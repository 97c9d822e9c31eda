use std::sync::atomic::{AtomicUsize, Ordering};

use crossbeam::queue::SegQueue;

use crate::error::{Error, Result};

pub const TERMINATOR: u8 = b'\n';

#[derive(Debug)]
pub struct Page {
    buf: Box<[u8]>,
    len: usize,
}

impl Page {
    pub fn new(capacity: usize) -> Self {
        Page {
            buf: vec![0; capacity].into_boxed_slice(),
            len: 0,
        }
    }

    #[inline]
    pub fn capacity(&self) -> usize {
        self.buf.len()
    }

    #[inline]
    pub fn len(&self) -> usize {
        self.len
    }

    #[inline]
    pub fn is_empty(&self) -> bool {
        self.len == 0
    }

    /// Valid bytes: whole terminated records, except on the terminal page
    /// whose last record may lack its terminator.
    #[inline]
    pub fn as_bytes(&self) -> &[u8] {
        &self.buf[..self.len]
    }

    /// The whole buffer, for the reader to fill.
    #[inline]
    pub(crate) fn buffer_mut(&mut self) -> &mut [u8] {
        &mut self.buf
    }

    #[inline]
    pub(crate) fn set_len(&mut self, len: usize) {
        debug_assert!(len <= self.buf.len());
        self.len = len;
    }

    #[inline]
    pub fn records(&self) -> Records<'_> {
        Records {
            rest: self.as_bytes(),
            done: false,
        }
    }
}

/// Record spans of a page, terminators excluded. A trailing empty span (the
/// page ends right after a terminator, or the page is empty) is not a record.
#[derive(Debug, Clone)]
pub struct Records<'a> {
    rest: &'a [u8],
    done: bool,
}

impl<'a> Iterator for Records<'a> {
    type Item = &'a [u8];

    #[inline]
    fn next(&mut self) -> Option<&'a [u8]> {
        if self.done {
            return None;
        }
        match memchr::memchr(TERMINATOR, self.rest) {
            Some(at) => {
                let line = &self.rest[..at];
                self.rest = &self.rest[at + 1..];
                Some(line)
            }
            None => {
                self.done = true;
                (!self.rest.is_empty()).then_some(self.rest)
            }
        }
    }
}

/// Lock-free free list of pages shared by the reader and all workers.
#[derive(Debug)]
pub struct PagePool {
    free: SegQueue<Page>,
    page_size: usize,
    limit: Option<usize>,
    created: AtomicUsize,
}

impl PagePool {
    /// A pool that allocates a new page whenever the free list is empty.
    pub fn new(page_size: usize) -> Self {
        PagePool {
            free: SegQueue::new(),
            page_size,
            limit: None,
            created: AtomicUsize::new(0),
        }
    }

    /// A pool that never holds more than `limit` pages in total.
    pub fn bounded(page_size: usize, limit: usize) -> Self {
        PagePool {
            limit: Some(limit),
            ..PagePool::new(page_size)
        }
    }

    pub fn page_size(&self) -> usize {
        self.page_size
    }

    /// Pages allocated so far, free or in flight.
    pub fn created(&self) -> usize {
        self.created.load(Ordering::Relaxed)
    }

    pub fn acquire(&self) -> Result<Page> {
        if let Some(page) = self.free.pop() {
            return Ok(page);
        }
        match self.limit {
            None => {
                self.created.fetch_add(1, Ordering::Relaxed);
            }
            Some(limit) => {
                self.created
                    .fetch_update(Ordering::AcqRel, Ordering::Acquire, |n| {
                        (n < limit).then_some(n + 1)
                    })
                    .map_err(|_| Error::PoolExhaustion { limit })?;
            }
        }
        Ok(Page::new(self.page_size))
    }

    /// Returns a fully consumed page.
    pub fn release(&self, mut page: Page) {
        debug_assert_eq!(page.capacity(), self.page_size);
        page.set_len(0);
        self.free.push(page);
    }
}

◆ ◆ ◆ ◆

* **PROBLEM DETAILS**: Word for word, restate all of the data shown above.

* **EXERCISE OUTPUT**:
repository 97c9d822e9c31eda
use std::sync::atomic::{AtomicUsize, Ordering};

use crossbeam::queue::SegQueue;

use crate::error::{Error, Result};

pub const TERMINATOR: u8 = b'\n';

#[derive(Debug)]
pub struct Page {
    buf: Box<[u8]>,
    len: usize,
}

impl Page {
    pub fn new(capacity: usize) -> Self {
        Page {
            buf: vec![0; capacity].into_boxed_slice(),
            len: 0,
        }
    }

    #[inline]
    pub fn capacity(&self) -> usize {
        self.buf.len()
    }

    #[inline]
    pub fn len(&self) -> usize {
        self.len
    }

    #[inline]
    pub fn is_empty(&self) -> bool {
        self.len == 0
    }

    /// Valid bytes: whole terminated records, except on the terminal page
    /// whose last record may lack its terminator.
    #[inline]
    pub fn as_bytes(&self) -> &[u8] {
        &self.buf[..self.len]
    }

    /// The whole buffer, for the reader to fill.
    #[inline]
    pub(crate) fn buffer_mut(&mut self) -> &mut [u8] {
        &mut self.buf
    }

    #[inline]
    pub(crate) fn set_len(&mut self, len: usize) {
        debug_assert!(len <= self.buf.len());
        self.len = len;
    }

    #[inline]
    pub fn records(&self) -> Records<'_> {
        Records {
            rest: self.as_bytes(),
            done: false,
        }
    }
}

/// Record spans of a page, terminators excluded. A trailing empty span (the
/// page ends right after a terminator, or the page is empty) is not a record.
#[derive(Debug, Clone)]
pub struct Records<'a> {
    rest: &'a [u8],
    done: bool,
}

impl<'a> Iterator for Records<'a> {
    type Item = &'a [u8];

    #[inline]
    fn next(&mut self) -> Option<&'a [u8]> {
        if self.done {
            return None;
        }
        match memchr::memchr(TERMINATOR, self.rest) {
            Some(at) => {
                let line = &self.rest[..at];
                self.rest = &self.rest[at + 1..];
                Some(line)
            }
            None => {
                self.done = true;
                (!self.rest.is_empty()).then_some(self.rest)
            }
        }
    }
}

/// Lock-free free list of pages shared by the reader and all workers.
#[derive(Debug)]
pub struct PagePool {
    free: SegQueue<Page>,
    page_size: usize,
    limit: Option<usize>,
    created: AtomicUsize,
}

impl PagePool {
    /// A pool that allocates a new page whenever the free list is empty.
    pub fn new(page_size: usize) -> Self {
        PagePool {
            free: SegQueue::new(),
            page_size,
            limit: None,
            created: AtomicUsize::new(0),
        }
    }

    /// A pool that never holds more than `limit` pages in total.
    pub fn bounded(page_size: usize, limit: usize) -> Self {
        PagePool {
            limit: Some(limit),
            ..PagePool::new(page_size)
        }
    }

    pub fn page_size(&self) -> usize {
        self.page_size
    }

    /// Pages allocated so far, free or in flight.
    pub fn created(&self) -> usize {
        self.created.load(Ordering::Relaxed)
    }

    pub fn acquire(&self) -> Result<Page> {
        if let Some(page) = self.free.pop() {
            return Ok(page);
        }
        match self.limit {
            None => {
                self.created.fetch_add(1, Ordering::Relaxed);
            }
            Some(limit) => {
                self.created
                    .fetch_update(Ordering::AcqRel, Ordering::Acquire, |n| {
                        (n < limit).then_some(n + 1)
                    })
                    .map_err(|_| Error::PoolExhaustion { limit })?;
            }
        }
        Ok(Page::new(self.page_size))
    }

    /// Returns a fully consumed page.
    pub fn release(&self, mut page: Page) {
        debug_assert_eq!(page.capacity(), self.page_size);
        page.set_len(0);
        self.free.push(page);
    }
}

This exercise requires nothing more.